Figure 2.

MST4 negatively regulates HCC cell migration, invasion, and intrahepatic metastasis (IM) in vitro and in vivo. (A) Representative photographs of the migratory and invasive properties of dnMST4-expressing Bel-7402 and Bel-7404 cells. (B) Quantification of migratory and invasive properties of dnMST4-expressing Bel-7402 and Bel-7404 cells. (C) Representative images of the migratory and invasive properties of MST4-overexpressing Bel-7402 and Bel-7404 cells. (D) Quantification of migratory and invasive properties of MST4-overexpressing HCC cells. (E) Representative pictures of the livers from nude mice after subcapsular liver transplantation of vector-expressing (LV-con) or dnMST4-expressing (LV-dnMST4) Bel-7402 cells (7 mice/group).

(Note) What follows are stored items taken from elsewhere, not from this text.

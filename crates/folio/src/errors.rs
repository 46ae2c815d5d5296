//! Error handling and exit codes.

use folio_core::constants::exit_codes;
use folio_core::FolioError;

/// Map an engine error to the process exit code.
#[allow(dead_code)]
pub fn handle_error(err: &FolioError) -> i32 {
    match err {
        FolioError::Content(_) => exit_codes::ERROR_CONFIG,
        FolioError::Io(_) => exit_codes::ERROR_GENERIC,
        FolioError::Cancelled => exit_codes::ERROR_CANCELED,
    }
}

#[cfg(test)]
mod tests {
    use super::*;

    #[test]
    fn error_codes() {
        assert_eq!(handle_error(&FolioError::Cancelled), 130);
        assert_eq!(handle_error(&FolioError::Content("bad".into())), 4);
        let io = std::io::Error::new(std::io::ErrorKind::NotFound, "gone");
        assert_eq!(handle_error(&FolioError::Io(io)), 1);
    }
}
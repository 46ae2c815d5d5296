//! Fixed navigation bar.

use folio_core::PortfolioEngine;
use ratatui::layout::Rect;
use ratatui::text::{Line, Span};
use ratatui::widgets::{Block, Borders, Paragraph};
use ratatui::Frame;

use crate::styles::ColorTheme;

/// Render the navbar: brand, one link per section, scroll indicator.
pub fn render_navbar(frame: &mut Frame, area: Rect, engine: &PortfolioEngine, theme: &ColorTheme) {
    let active = engine.view().active_section();
    let mut spans = vec![
        Span::styled(engine.content().name.clone(), theme.heading_style()),
        Span::raw("   "),
    ];

    for (i, section) in engine.content().sections.iter().enumerate() {
        if i > 0 {
            spans.push(Span::styled(" · ", theme.muted_style()));
        }
        let style = if active == Some(section.id.as_str()) {
            theme.active_nav_style()
        } else {
            theme.text_style()
        };
        spans.push(Span::styled(format!("[{}] {}", i + 1, section.title), style));
    }

    if engine.view().back_to_top_visible() {
        spans.push(Span::styled("   ↑ top (Home)", theme.muted_style()));
    }

    // The border doubles as the "scrolled" elevation cue.
    let border_style = if engine.view().navbar_scrolled() {
        theme.heading_style()
    } else {
        theme.muted_style()
    };
    let block = Block::default()
        .borders(Borders::BOTTOM)
        .border_style(border_style);

    frame.render_widget(Paragraph::new(vec![Line::from(spans)]).block(block), area);
}

#[cfg(test)]
mod tests {
    use super::*;
    use folio_core::default_engine;
    use ratatui::backend::TestBackend;
    use ratatui::Terminal;

    #[test]
    fn navbar_renders_brand_and_links() {
        let engine = default_engine();
        let theme = ColorTheme::default();
        let backend = TestBackend::new(120, 4);
        let mut terminal = Terminal::new(backend).unwrap();
        terminal
            .draw(|frame| render_navbar(frame, frame.area(), &engine, &theme))
            .unwrap();

        let buffer = terminal.backend().buffer();
        let content: String = buffer.content().iter().map(|c| c.symbol()).collect();
        assert!(content.contains("Nimesh"));
        assert!(content.contains("Projects"));
    }
}
//! Virtual page document.
//!
//! The whole portfolio is built as one tall column of lines; the view
//! scrolls a window over it. Section geometry is measured while the
//! lines are built, so the engine always sees the layout that is
//! actually on screen.

use folio_core::{LayoutProvider, PortfolioEngine, SectionLayout};
use ratatui::text::Line;

use crate::about;
use crate::contact;
use crate::hero;
use crate::projects;
use crate::skills;
use crate::styles::ColorTheme;

/// The built page: lines plus the geometry measured during the build.
pub struct PageDocument {
    pub lines: Vec<Line<'static>>,
    sections: Vec<SectionLayout>,
}

impl PageDocument {
    /// Build the document for the current engine state and width.
    #[must_use]
    pub fn build(
        engine: &PortfolioEngine,
        theme: &ColorTheme,
        width: u16,
        selected_project: usize,
    ) -> Self {
        let mut lines: Vec<Line<'static>> = Vec::new();
        let mut sections = Vec::new();

        for section in &engine.content().sections {
            let top = u32::try_from(lines.len()).unwrap_or(u32::MAX);
            let revealed = engine.reveals().is_revealed(&section.id);
            let mut body = match section.id.as_str() {
                "home" => hero::lines(engine, theme, width),
                "about" => about::lines(engine, theme, width, revealed),
                "skills" => skills::lines(engine, theme, revealed),
                "projects" => projects::lines(engine, theme, width, selected_project, revealed),
                "contact" => contact::lines(engine, theme, width, revealed),
                // Unknown section ids render as a bare heading.
                _ => vec![Line::styled(
                    format!("  {}", section.title),
                    theme.heading_style(),
                )],
            };
            body.push(Line::raw(""));
            let height = u32::try_from(body.len()).unwrap_or(u32::MAX);
            lines.append(&mut body);
            sections.push(SectionLayout::new(section.id.clone(), top, height));
        }

        Self { lines, sections }
    }

    /// Word-wrap plain text to a width, preserving paragraph breaks.
    #[must_use]
    pub fn wrap(text: &str, width: usize) -> Vec<String> {
        let width = width.max(10);
        let mut out = Vec::new();
        for paragraph in text.split('\n') {
            let mut current = String::new();
            for word in paragraph.split_whitespace() {
                if !current.is_empty() && current.chars().count() + 1 + word.chars().count() > width
                {
                    out.push(std::mem::take(&mut current));
                }
                if !current.is_empty() {
                    current.push(' ');
                }
                current.push_str(word);
            }
            out.push(current);
        }
        out
    }
}

impl LayoutProvider for PageDocument {
    fn section_layouts(&self) -> Vec<SectionLayout> {
        self.sections.clone()
    }

    fn document_height(&self) -> u32 {
        u32::try_from(self.lines.len()).unwrap_or(u32::MAX)
    }
}

#[cfg(test)]
mod tests {
    use super::*;
    use folio_core::default_engine;

    #[test]
    fn document_covers_every_section_contiguously() {
        let engine = default_engine();
        let doc = PageDocument::build(&engine, &ColorTheme::default(), 80, 0);

        let sections = doc.section_layouts();
        assert_eq!(sections.len(), 5);
        assert_eq!(sections[0].id, "home");
        assert_eq!(sections[0].top, 0);
        for pair in sections.windows(2) {
            assert_eq!(pair[0].bottom(), pair[1].top);
        }
        assert_eq!(doc.document_height(), sections[4].bottom());
    }

    #[test]
    fn reveal_does_not_change_geometry() {
        use folio_core::{PortfolioEngine, SiteContent, ViewPolicy};

        let mut engine =
            PortfolioEngine::new(SiteContent::embedded(), ViewPolicy::terminal(), false);
        let theme = ColorTheme::default();
        let before = PageDocument::build(&engine, &theme, 80, 0).section_layouts();

        let t0 = std::time::Instant::now();
        engine.start(t0);
        let doc = PageDocument::build(&engine, &theme, 80, 0);
        engine.set_scroll(1);
        engine.tick(t0, &doc, 40);
        assert!(engine.reveals().is_revealed("home"));

        let after = PageDocument::build(&engine, &theme, 80, 0).section_layouts();
        assert_eq!(before, after);
    }

    #[test]
    fn wrap_respects_width() {
        let lines = PageDocument::wrap("one two three four five six seven", 12);
        assert!(lines.iter().all(|l| l.chars().count() <= 12));
        assert_eq!(lines.join(" "), "one two three four five six seven");
    }

    #[test]
    fn wrap_keeps_empty_paragraphs() {
        let lines = PageDocument::wrap("a\n\nb", 20);
        assert_eq!(lines, vec!["a", "", "b"]);
    }
}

Photographs were recorded under natural light (upper panel) or under fluorescent stereomicroscope (lower panel). (F) The diameter of the primary tumors in the livers of nude mice. (G) The number of IM nodules in the livers of nude mice. (H) Representative H&E staining of liver tissue samples from nude mice after subcapsular liver transplantation of vector- or dnMST4-expressing Bel-7402 cells. (a and b) primary tumor, (c) satellite nodules near the primary tumor lesion, (d) vascular invasion, (e) lymph node metastasis, and (f) peripheral nerve invasion. P: primary tumor; M: metastatic nodule. (I) Survival curve of nude mice transplanted with vector- (bule line) or dnMST4-expressing (red line) Bel-7402 cells into hepatic subcapsular space. Data are mean ± SEM (*P< 0.05, **P <0.01, ***P <0.001).